The type of read_file is bytes. When I try to use struct since it is the function people suggest I get the following error:

import struct
struct.unpack('hhl', read_file[0:30])
error: unpack requires a buffer of 16 bytes

No matter what fmt I get unpack requires a buffer of n bytes.

The file structure that I am trying to read is defined as follow:

HEADER (6 BYTES + [2 x No. OF DATA TYPES])

FIXED LEADER DATA (60 BYTES)

VARIABLE LEADER DATA (66 BYTES)

CORRELATION MAGNITUDE (2 BYTES + 4 BYTES PER DEPTH CELL)

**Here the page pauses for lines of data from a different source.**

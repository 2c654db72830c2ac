use quadrat::prelude::*;

fn main() -> Result<(), ShapeError> {
    let square1 = Square::new((0., 0.), 10.);
    let square2 = Square::new((5.5, 7.25), 9.5);

    dbg!(square1.compute_area());
    dbg!(square2.top_left());
    dbg!(square2.center_point());

    let mut square = Square::new((8., 7.), 15.);
    println!("area is {}", square.compute_area());

    square.set_side_length(9.7);
    println!("area is {}", square.compute_area());

    let mut elastic = ElasticSquare::new((10., 10.), 10.);
    println!("area is {}", elastic.compute_area());

    elastic.set_area(144.)?;
    println!("side length is {}", elastic.side_length());

    Ok(())
}
use thiserror::Error;

use crate::math::FloatNum;

#[derive(Clone, Copy, Debug, PartialEq, Error)]
pub enum ShapeError {
    // a negative target area has no real square root
    #[error("can't assign area {0} to a square, target area must be non negative")]
    InvalidAreaAssignment(FloatNum),
}
use proc_macro::TokenStream;
use syn::{parse_macro_input, DeriveInput};

mod deref;
mod fields;

#[proc_macro_derive(Deref, attributes(deref))]
pub fn deref(input: TokenStream) -> TokenStream {
    let input = parse_macro_input!(input as DeriveInput);
    deref::macro_deref(input)
}

#[proc_macro_derive(Fields, attributes(r, w))]
pub fn fields(input: TokenStream) -> TokenStream {
    let input = parse_macro_input!(input as DeriveInput);
    fields::macro_fields(input)
}
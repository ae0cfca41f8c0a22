//! Host simulator.
//!
//! Runs the same task set as the board. Bytes read from stdin are the
//! host link; replies go to stdout. LED, display and buzzer activity plus
//! the diagnostic log go to stderr. There is no IMU and no buttons, so
//! the device only ever plays back what it receives.
//!
//! ```text
//! $ printf 'SOS\n' | cargo run
//! OK
//! ```

use std::io::{self, Read, Write};
use std::sync::OnceLock;
use std::thread;
use std::time::{Duration, Instant};

use embedded_hal::delay::DelayNs;

use morse_gesture_link::hal::{HalError, MotionSample, MotionSensor, Panel};
use morse_gesture_link::link::LinkError;
use morse_gesture_link::{LinkFramer, LinkTx, Mode, Surface, DEVICE, VERSION};

use crate::tasks;

const STARTUP_SETTLE_MS: u32 = 300;

static BOOT: OnceLock<Instant> = OnceLock::new();

fn now_ms() -> u64 {
    BOOT.get_or_init(Instant::now).elapsed().as_millis() as u64
}

/// `thread::sleep` behind the HAL delay trait.
#[derive(Clone, Copy)]
struct SleepDelay;

impl DelayNs for SleepDelay {
    fn delay_ns(&mut self, ns: u32) {
        thread::sleep(Duration::from_nanos(ns as u64));
    }

    fn delay_ms(&mut self, ms: u32) {
        thread::sleep(Duration::from_millis(ms as u64));
    }
}

/// Panel that narrates to stderr.
struct ConsolePanel;

impl Panel for ConsolePanel {
    fn set_indicator(&mut self, on: bool) {
        eprintln!("[led] {}", if on { "on" } else { "off" });
    }

    fn clear_surface(&mut self) {}

    fn write_glyph(&mut self, text: &str) {
        eprintln!("[display] {}", text);
    }

    fn play_tone(&mut self, frequency_hz: u32, duration_ms: u32) {
        eprintln!("[buzzer] {} Hz {} ms", frequency_hz, duration_ms);
        thread::sleep(Duration::from_millis(duration_ms as u64));
    }
}

/// Stdout as the outbound link.
struct StdoutLink;

impl LinkTx for StdoutLink {
    fn is_connected(&self) -> bool {
        true
    }

    fn write(&self, bytes: &[u8]) -> Result<(), LinkError> {
        let mut out = io::stdout().lock();
        out.write_all(bytes)
            .and_then(|_| out.flush())
            .map_err(|_| LinkError::Incomplete)
    }
}

/// No sensor on a host.
struct NoSensor;

impl MotionSensor for NoSensor {
    fn init_motion(&mut self) -> Result<(), HalError> {
        Err(HalError::SensorNotReady)
    }

    fn read_motion(&mut self) -> Result<MotionSample, HalError> {
        Err(HalError::SensorNotReady)
    }
}

/// Stderr sink for the log drain.
struct Stderr;

impl core::fmt::Write for Stderr {
    fn write_str(&mut self, s: &str) -> core::fmt::Result {
        eprint!("{}", s);
        Ok(())
    }
}

/// Run until stdin closes and the last message has played out.
pub fn run() -> io::Result<()> {
    now_ms();
    SleepDelay.delay_ms(STARTUP_SETTLE_MS);
    morse_gesture_link::diag_info!(DEVICE.log, now_ms(), "{} (simulator)", VERSION);

    // No heartbeat noise on stdout
    DEVICE
        .config
        .heartbeat_ms
        .store(0, std::sync::atomic::Ordering::Relaxed);

    let surface: &'static Surface<ConsolePanel> = Box::leak(Box::new(Surface::new(ConsolePanel)));
    let link: &'static StdoutLink = &StdoutLink;

    thread::Builder::new()
        .name("output".into())
        .spawn(move || tasks::output_task(&DEVICE, surface, link, SleepDelay, now_ms))?;
    thread::Builder::new()
        .name("motion".into())
        .spawn(move || tasks::motion_task(&DEVICE, NoSensor, surface, link, SleepDelay, now_ms))?;
    thread::Builder::new()
        .name("status".into())
        .spawn(move || tasks::status_task(&DEVICE, surface, link, SleepDelay, now_ms))?;
    thread::Builder::new()
        .name("log".into())
        .spawn(move || tasks::log_task(&DEVICE, Stderr, SleepDelay, now_ms))?;

    let mut framer = LinkFramer::new();
    let mut stdin = io::stdin().lock();
    let mut buf = [0u8; 64];
    loop {
        let n = stdin.read(&mut buf)?;
        if n == 0 {
            break;
        }
        framer.receive(&buf[..n], now_ms(), &DEVICE, link);
    }

    while DEVICE.mode.read() != Mode::Waiting || DEVICE.pending.is_pending() {
        thread::sleep(Duration::from_millis(50));
    }
    // Let the log drain catch up
    thread::sleep(Duration::from_millis(100));
    Ok(())
}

Any idea how I could start reading these bytes using struct or something similar in python?

Thank you

asked Nov 10, 2018 at 19:13

1 Answer 1

2

unpack() expects bytes which are the exact length of the format described by its first argument. The format string 'hhl' describes data of 16 bytes (on your machine - see below), so you must pass a byte string of 16. If you want to parse only part of the bytes, you can do this:

fmt = 'hhl'
size = struct.calcsize(fmt)
struct.unpack(fmt, data[:size])

Additionally, your format string doesn't have a byte order, size and alignment specifier. It is assumed to be "native" by default. This means your code is system-dependent, which is probably not what you want for parsing a file format. You might need different alignments for different parts of the file.